--- Problem ---
Give back every entry below, unchanged.
Data for review below:
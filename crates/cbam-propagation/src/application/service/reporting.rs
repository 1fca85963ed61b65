//! # Reporting
//!
//! Chain summaries and product totals, read-only.

use super::*;
use crate::domain::entities::{ChainSummaryRow, ProcessEmissionBreakdown};
use crate::domain::invariants::checked_total;
use crate::domain::value_objects::Emission;
use tracing::{info, warn};

impl<ES, EG, CS, CT, IL, TS> EmissionAccountingService<ES, EG, CS, CT, IL, TS>
where
    ES: EmissionStore,
    EG: EdgeGraph,
    CS: ChainStore,
    CT: Catalog,
    IL: InputLedger,
    TS: TimeSource,
{
    pub(crate) async fn chain_summary(&self, chain_id: ChainId) -> Result<ChainSummary, Fault> {
        let chain = self
            .chains
            .get_chain(chain_id)
            .await
            .map_err(Fault::store("load chain"))?
            .ok_or_else(|| Fault::not_found(EntityKind::Chain, chain_id))?;

        let mut rows = Vec::with_capacity(chain.links.len());
        let mut direct_splits = Vec::with_capacity(chain.links.len());

        for link in chain.ordered_links() {
            let Some(process) = self
                .catalog
                .get_process(link.process_id)
                .await
                .map_err(Fault::store("load process"))?
            else {
                warn!(
                    chain_id = %chain_id,
                    process_id = %link.process_id,
                    "Chain link points at a missing process, skipping"
                );
                continue;
            };

            let record = self
                .emissions
                .get(link.process_id)
                .await
                .map_err(Fault::store("load emission record"))?;

            if let Some(record) = &record {
                direct_splits.push((
                    record.process_id,
                    record.total_matdir_emission,
                    record.total_fueldir_emission,
                ));
            }

            rows.push(ChainSummaryRow {
                sequence_order: link.sequence_order,
                process_id: link.process_id,
                process_name: process.name,
                own_emission: record.as_ref().map_or(Emission::ZERO, |r| r.attrdir_em),
                cumulative_emission: record
                    .as_ref()
                    .and_then(|r| r.cumulative_emission)
                    .unwrap_or(Emission::ZERO),
                calculation_date: record.as_ref().map(|r| r.calculation_date),
            });
        }

        let total_own_emissions =
            checked_total(rows.iter().map(|row| (row.process_id, row.own_emission)))?;
        let total_cumulative_emissions =
            checked_total(rows.iter().map(|row| (row.process_id, row.cumulative_emission)))?;
        let total_matdir_emission =
            checked_total(direct_splits.iter().map(|&(id, matdir, _)| (id, matdir)))?;
        let total_fueldir_emission =
            checked_total(direct_splits.iter().map(|&(id, _, fueldir)| (id, fueldir)))?;

        info!(chain_id = %chain_id, rows = rows.len(), "Chain summary built");

        Ok(ChainSummary {
            chain_id,
            chain_name: chain.name,
            rows,
            total_own_emissions,
            total_cumulative_emissions,
            total_matdir_emission,
            total_fueldir_emission,
        })
    }

    pub(crate) async fn product_total(
        &self,
        product_id: ProductId,
    ) -> Result<ProductEmissionTotal, Fault> {
        let product = self
            .catalog
            .get_product(product_id)
            .await
            .map_err(Fault::store("load product"))?
            .ok_or_else(|| Fault::not_found(EntityKind::Product, product_id))?;

        let mut processes = self
            .catalog
            .processes_for_product(product_id)
            .await
            .map_err(Fault::store("load product processes"))?;
        processes.sort_by_key(|process| process.id);

        let mut breakdown = Vec::with_capacity(processes.len());
        for process in processes {
            let record = self
                .emissions
                .get(process.id)
                .await
                .map_err(Fault::store("load emission record"))?;

            breakdown.push(ProcessEmissionBreakdown {
                process_id: process.id,
                process_name: process.name,
                attrdir_em: record.as_ref().map_or(Emission::ZERO, |r| r.attrdir_em),
                cumulative_emission: record.as_ref().and_then(|r| r.cumulative_emission),
                calculated: record.is_some(),
            });
        }

        let total_attrdir_emission =
            checked_total(breakdown.iter().map(|line| (line.process_id, line.attrdir_em)))?;
        let total_cumulative_emission = checked_total(
            breakdown
                .iter()
                .filter_map(|line| line.cumulative_emission.map(|amount| (line.process_id, amount))),
        )?;
        let unpropagated_processes = breakdown
            .iter()
            .filter(|line| line.cumulative_emission.is_none())
            .count();

        info!(
            product_id = %product_id,
            processes = breakdown.len(),
            %total_cumulative_emission,
            "Product total aggregated"
        );

        Ok(ProductEmissionTotal {
            product_id,
            product_name: product.name,
            process_count: breakdown.len(),
            total_attrdir_emission,
            total_cumulative_emission,
            unpropagated_processes,
            processes: breakdown,
        })
    }
}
End of Data for review.
--- Solved problem ---
filename crates/cbam-propagation/src/application/service/reporting.rs
repository 1fca85963ed61b65
//! # Reporting
//!
//! Chain summaries and product totals, read-only.

use super::*;
use crate::domain::entities::{ChainSummaryRow, ProcessEmissionBreakdown};
use crate::domain::invariants::checked_total;
use crate::domain::value_objects::Emission;
use tracing::{info, warn};

impl<ES, EG, CS, CT, IL, TS> EmissionAccountingService<ES, EG, CS, CT, IL, TS>
where
    ES: EmissionStore,
    EG: EdgeGraph,
    CS: ChainStore,
    CT: Catalog,
    IL: InputLedger,
    TS: TimeSource,
{
    pub(crate) async fn chain_summary(&self, chain_id: ChainId) -> Result<ChainSummary, Fault> {
        let chain = self
            .chains
            .get_chain(chain_id)
            .await
            .map_err(Fault::store("load chain"))?
            .ok_or_else(|| Fault::not_found(EntityKind::Chain, chain_id))?;

        let mut rows = Vec::with_capacity(chain.links.len());
        let mut direct_splits = Vec::with_capacity(chain.links.len());

        for link in chain.ordered_links() {
            let Some(process) = self
                .catalog
                .get_process(link.process_id)
                .await
                .map_err(Fault::store("load process"))?
            else {
                warn!(
                    chain_id = %chain_id,
                    process_id = %link.process_id,
                    "Chain link points at a missing process, skipping"
                );
                continue;
            };

            let record = self
                .emissions
                .get(link.process_id)
                .await
                .map_err(Fault::store("load emission record"))?;

            if let Some(record) = &record {
                direct_splits.push((
                    record.process_id,
                    record.total_matdir_emission,
                    record.total_fueldir_emission,
                ));
            }

            rows.push(ChainSummaryRow {
                sequence_order: link.sequence_order,
                process_id: link.process_id,
                process_name: process.name,
                own_emission: record.as_ref().map_or(Emission::ZERO, |r| r.attrdir_em),
                cumulative_emission: record
                    .as_ref()
                    .and_then(|r| r.cumulative_emission)
                    .unwrap_or(Emission::ZERO),
                calculation_date: record.as_ref().map(|r| r.calculation_date),
            });
        }

        let total_own_emissions =
            checked_total(rows.iter().map(|row| (row.process_id, row.own_emission)))?;
        let total_cumulative_emissions =
            checked_total(rows.iter().map(|row| (row.process_id, row.cumulative_emission)))?;
        let total_matdir_emission =
            checked_total(direct_splits.iter().map(|&(id, matdir, _)| (id, matdir)))?;
        let total_fueldir_emission =
            checked_total(direct_splits.iter().map(|&(id, _, fueldir)| (id, fueldir)))?;

        info!(chain_id = %chain_id, rows = rows.len(), "Chain summary built");

        Ok(ChainSummary {
            chain_id,
            chain_name: chain.name,
            rows,
            total_own_emissions,
            total_cumulative_emissions,
            total_matdir_emission,
            total_fueldir_emission,
        })
    }

    pub(crate) async fn product_total(
        &self,
        product_id: ProductId,
    ) -> Result<ProductEmissionTotal, Fault> {
        let product = self
            .catalog
            .get_product(product_id)
            .await
            .map_err(Fault::store("load product"))?
            .ok_or_else(|| Fault::not_found(EntityKind::Product, product_id))?;

        let mut processes = self
            .catalog
            .processes_for_product(product_id)
            .await
            .map_err(Fault::store("load product processes"))?;
        processes.sort_by_key(|process| process.id);

        let mut breakdown = Vec::with_capacity(processes.len());
        for process in processes {
            let record = self
                .emissions
                .get(process.id)
                .await
                .map_err(Fault::store("load emission record"))?;

            breakdown.push(ProcessEmissionBreakdown {
                process_id: process.id,
                process_name: process.name,
                attrdir_em: record.as_ref().map_or(Emission::ZERO, |r| r.attrdir_em),
                cumulative_emission: record.as_ref().and_then(|r| r.cumulative_emission),
                calculated: record.is_some(),
            });
        }

        let total_attrdir_emission =
            checked_total(breakdown.iter().map(|line| (line.process_id, line.attrdir_em)))?;
        let total_cumulative_emission = checked_total(
            breakdown
                .iter()
                .filter_map(|line| line.cumulative_emission.map(|amount| (line.process_id, amount))),
        )?;
        let unpropagated_processes = breakdown
            .iter()
            .filter(|line| line.cumulative_emission.is_none())
            .count();

        info!(
            product_id = %product_id,
            processes = breakdown.len(),
            %total_cumulative_emission,
            "Product total aggregated"
        );

        Ok(ProductEmissionTotal {
            product_id,
            product_name: product.name,
            process_count: breakdown.len(),
            total_attrdir_emission,
            total_cumulative_emission,
            unpropagated_processes,
            processes: breakdown,
        })
    }
}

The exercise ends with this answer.